WORK TO COMPLETE —
Of all the lines in the entries below, give again exactly those starting at the line containing "Copy, PartialEq, Default, Serialize, Deserialize)]" and ending at the line containing "pub fn get(&self, a: &str, b: &str)", both ends included, and no others.

[Saved data entries]
----------

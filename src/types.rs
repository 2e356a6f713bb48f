//! Core types used throughout StockCorr
//!
//! Defines price points, series, statistics, correlation matrices and the
//! provenance-tagged response shapes handed to the presentation layer.

use chrono::{DateTime, Local, Utc};
use serde::{Deserialize, Serialize};
use std::collections::BTreeMap;
use std::fmt;

/// Lowest price any point may carry
pub const MIN_PRICE: f64 = 1.0;

/// Where a response came from
#[derive(Debug, Clone, Copy, PartialEq, Eq, Hash, Serialize, Deserialize)]
#[serde(rename_all = "lowercase")]
pub enum Provenance {
    /// Returned by the remote service
    Live,
    /// Generated locally because the service was unavailable
    Synthetic,
}

impl Provenance {
    pub fn is_live(&self) -> bool {
        matches!(self, Provenance::Live)
    }
}

impl fmt::Display for Provenance {
    fn fmt(&self, f: &mut fmt::Formatter<'_>) -> fmt::Result {
        match self {
            Provenance::Live => write!(f, "live"),
            Provenance::Synthetic => write!(f, "synthetic"),
        }
    }
}

/// Payload tagged with its provenance
#[derive(Debug, Clone, PartialEq, Serialize)]
pub struct Sourced<T> {
    pub data: T,
    pub provenance: Provenance,
}

impl<T> Sourced<T> {
    pub fn live(data: T) -> Self {
        Self {
            data,
            provenance: Provenance::Live,
        }
    }

    pub fn synthetic(data: T) -> Self {
        Self {
            data,
            provenance: Provenance::Synthetic,
        }
    }

    pub fn is_live(&self) -> bool {
        self.provenance.is_live()
    }
}

/// Single price observation
///
/// Prices are always finite and at least [`MIN_PRICE`] for simulated points,
/// and strictly positive for parsed ones. The display time is derived from
/// the timestamp at construction.
#[derive(Debug, Clone, PartialEq, Serialize)]
pub struct PricePoint {
    timestamp: DateTime<Utc>,
    price: f64,
    #[serde(rename = "time")]
    display_time: String,
}

impl PricePoint {
    /// Build a point from a parsed price, rejecting non-finite or non-positive values
    pub fn try_new(timestamp: DateTime<Utc>, price: f64) -> Option<Self> {
        if !price.is_finite() || price <= 0.0 {
            return None;
        }
        Some(Self {
            timestamp,
            price,
            display_time: display_time(timestamp),
        })
    }

    /// Build a point with the price floored at [`MIN_PRICE`]
    pub fn floored(timestamp: DateTime<Utc>, price: f64) -> Self {
        let price = if price.is_finite() {
            price.max(MIN_PRICE)
        } else {
            MIN_PRICE
        };
        Self {
            timestamp,
            price,
            display_time: display_time(timestamp),
        }
    }

    pub fn timestamp(&self) -> DateTime<Utc> {
        self.timestamp
    }

    pub fn price(&self) -> f64 {
        self.price
    }

    /// Local 24h clock string, e.g. "14:05"
    pub fn display_time(&self) -> &str {
        &self.display_time
    }
}

fn display_time(timestamp: DateTime<Utc>) -> String {
    timestamp.with_timezone(&Local).format("%H:%M").to_string()
}

/// Chronological price points for one symbol, oldest first
#[derive(Debug, Clone, PartialEq, Serialize)]
pub struct SymbolSeries {
    pub symbol: String,
    #[serde(rename = "data")]
    pub points: Vec<PricePoint>,
}

impl SymbolSeries {
    pub fn new(symbol: impl Into<String>, points: Vec<PricePoint>) -> Self {
        Self {
            symbol: symbol.into(),
            points,
        }
    }

    pub fn len(&self) -> usize {
        self.points.len()
    }

    pub fn is_empty(&self) -> bool {
        self.points.is_empty()
    }

    pub fn prices(&self) -> Vec<f64> {
        self.points.iter().map(PricePoint::price).collect()
    }

    /// Arithmetic mean of the prices (0 for an empty series)
    pub fn average(&self) -> f64 {
        crate::stats::mean(&self.prices())
    }

    /// Last price against the one before it
    pub fn price_change(&self) -> PriceChange {
        let current = self.points.last().map(PricePoint::price).unwrap_or(0.0);
        let previous = if self.points.len() > 1 {
            self.points[self.points.len() - 2].price()
        } else {
            current
        };
        PriceChange::between(previous, current)
    }
}

/// Movement between the two most recent prices
#[derive(Debug, Clone, Copy, PartialEq, Serialize)]
pub struct PriceChange {
    pub current: f64,
    pub previous: f64,
    pub change: f64,
    pub change_pct: f64,
}

impl PriceChange {
    pub fn between(previous: f64, current: f64) -> Self {
        let change = current - previous;
        let change_pct = if previous != 0.0 {
            change / previous * 100.0
        } else {
            0.0
        };
        Self {
            current,
            previous,
            change,
            change_pct,
        }
    }
}

/// Mean and sample standard deviation of a price series
#[derive(Debug, Clone, Copy, PartialEq, Default, Serialize, Deserialize)]
pub struct DescriptiveStats {
    pub average: f64,
    #[serde(rename = "stdDev")]
    pub std_dev: f64,
}

/// Symmetric symbol-by-symbol correlation table
#[derive(Debug, Clone, PartialEq, Default, Serialize, Deserialize)]
#[serde(transparent)]
pub struct CorrelationMatrix {
    rows: BTreeMap<String, BTreeMap<String, f64>>,
}

impl CorrelationMatrix {
    pub fn new() -> Self {
        Self::default()
    }

    pub fn get(&self, a: &str, b: &str) -> Option<f64> {
        self.rows.get(a).and_then(|row| row.get(b)).copied()
    }

    pub fn set(&mut self, a: &str, b: &str, value: f64) {
        self.rows
            .entry(a.to_string())
            .or_default()
            .insert(b.to_string(), value);
    }

    pub fn contains(&self, symbol: &str) -> bool {
        self.rows.contains_key(symbol)
    }

    pub fn symbols(&self) -> impl Iterator<Item = &str> {
        self.rows.keys().map(String::as_str)
    }

    pub fn values(&self) -> impl Iterator<Item = f64> + '_ {
        self.rows.values().flat_map(|row| row.values().copied())
    }

    pub fn len(&self) -> usize {
        self.rows.len()
    }

    pub fn is_empty(&self) -> bool {
        self.rows.is_empty()
    }
}

/// Qualitative strength of a correlation coefficient
#[derive(Debug, Clone, Copy, PartialEq, Eq, Hash, Serialize, Deserialize)]
pub enum CorrelationBand {
    StrongPositive,
    ModeratePositive,
    WeakPositive,
    Neutral,
    WeakNegative,
    ModerateNegative,
    StrongNegative,
}

impl CorrelationBand {
    pub fn classify(r: f64) -> Self {
        if r > 0.7 {
            CorrelationBand::StrongPositive
        } else if r > 0.3 {
            CorrelationBand::ModeratePositive
        } else if r > 0.1 {
            CorrelationBand::WeakPositive
        } else if r > -0.1 {
            CorrelationBand::Neutral
        } else if r > -0.3 {
            CorrelationBand::WeakNegative
        } else if r > -0.7 {
            CorrelationBand::ModerateNegative
        } else {
            CorrelationBand::StrongNegative
        }
    }
}

impl fmt::Display for CorrelationBand {
    fn fmt(&self, f: &mut fmt::Formatter<'_>) -> fmt::Result {
        let label = match self {
            CorrelationBand::StrongPositive => "strong positive",
            CorrelationBand::ModeratePositive => "moderate positive",
            CorrelationBand::WeakPositive => "weak positive",
            CorrelationBand::Neutral => "neutral",
            CorrelationBand::WeakNegative => "weak negative",
            CorrelationBand::ModerateNegative => "moderate negative",
            CorrelationBand::StrongNegative => "strong negative",
        };
        write!(f, "{}", label)
    }
}

/// Series response for one symbol
#[derive(Debug, Clone, PartialEq, Serialize)]
pub struct StockSeries {
    #[serde(flatten)]
    pub series: SymbolSeries,
    pub average: f64,
    pub count: usize,
    #[serde(rename = "timeRange")]
    pub time_range: usize,
}

impl StockSeries {
    pub fn new(series: SymbolSeries, average: f64, time_range: usize) -> Self {
        let count = series.len();
        Self {
            series,
            average,
            count,
            time_range,
        }
    }
}

/// Correlation heatmap response
#[derive(Debug, Clone, PartialEq, Serialize)]
pub struct CorrelationReport {
    #[serde(rename = "correlations")]
    pub matrix: CorrelationMatrix,
    pub statistics: BTreeMap<String, DescriptiveStats>,
    pub symbols: Vec<String>,
    #[serde(rename = "timeRange")]
    pub time_range: usize,
}

impl CorrelationReport {
    pub fn correlation(&self, a: &str, b: &str) -> Option<f64> {
        self.matrix.get(a, b)
    }

    pub fn band(&self, a: &str, b: &str) -> Option<CorrelationBand> {
        self.correlation(a, b).map(CorrelationBand::classify)
    }
}

/// Backend authentication state
#[derive(Debug, Clone, PartialEq, Serialize, Deserialize)]
pub struct AuthStatus {
    pub authenticated: bool,
    #[serde(default)]
    pub token_expires: Option<String>,
    pub status: String,
    #[serde(default, skip_serializing_if = "Option::is_none")]
    pub error: Option<String>,
    #[serde(default, skip_serializing_if = "Option::is_none")]
    pub api_endpoint: Option<String>,
}

impl AuthStatus {
    pub fn offline() -> Self {
        Self {
            authenticated: false,
            token_expires: None,
            status: "mock_mode".to_string(),
            error: None,
            api_endpoint: None,
        }
    }
}

/// Result of asking the backend to authenticate against its upstream
#[derive(Debug, Clone, PartialEq, Serialize, Deserialize)]
pub struct AuthCheck {
    pub auth_success: bool,
    #[serde(default, skip_serializing_if = "Option::is_none")]
    pub error: Option<String>,
    /// Implementation-defined fields such as `token_valid` or `api_endpoint`
    #[serde(flatten)]
    pub extra: serde_json::Map<String, serde_json::Value>,
}

impl AuthCheck {
    pub fn offline() -> Self {
        Self {
            auth_success: false,
            error: Some("Backend not available".to_string()),
            extra: serde_json::Map::new(),
        }
    }
}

----------

RESULT OF THIS TASK —
#[derive(Debug, Clone, Copy, PartialEq, Default, Serialize, Deserialize)]
pub struct DescriptiveStats {
    pub average: f64,
    #[serde(rename = "stdDev")]
    pub std_dev: f64,
}

/// Symmetric symbol-by-symbol correlation table
#[derive(Debug, Clone, PartialEq, Default, Serialize, Deserialize)]
#[serde(transparent)]
pub struct CorrelationMatrix {
    rows: BTreeMap<String, BTreeMap<String, f64>>,
}

impl CorrelationMatrix {
    pub fn new() -> Self {
        Self::default()
    }

    pub fn get(&self, a: &str, b: &str) -> Option<f64> {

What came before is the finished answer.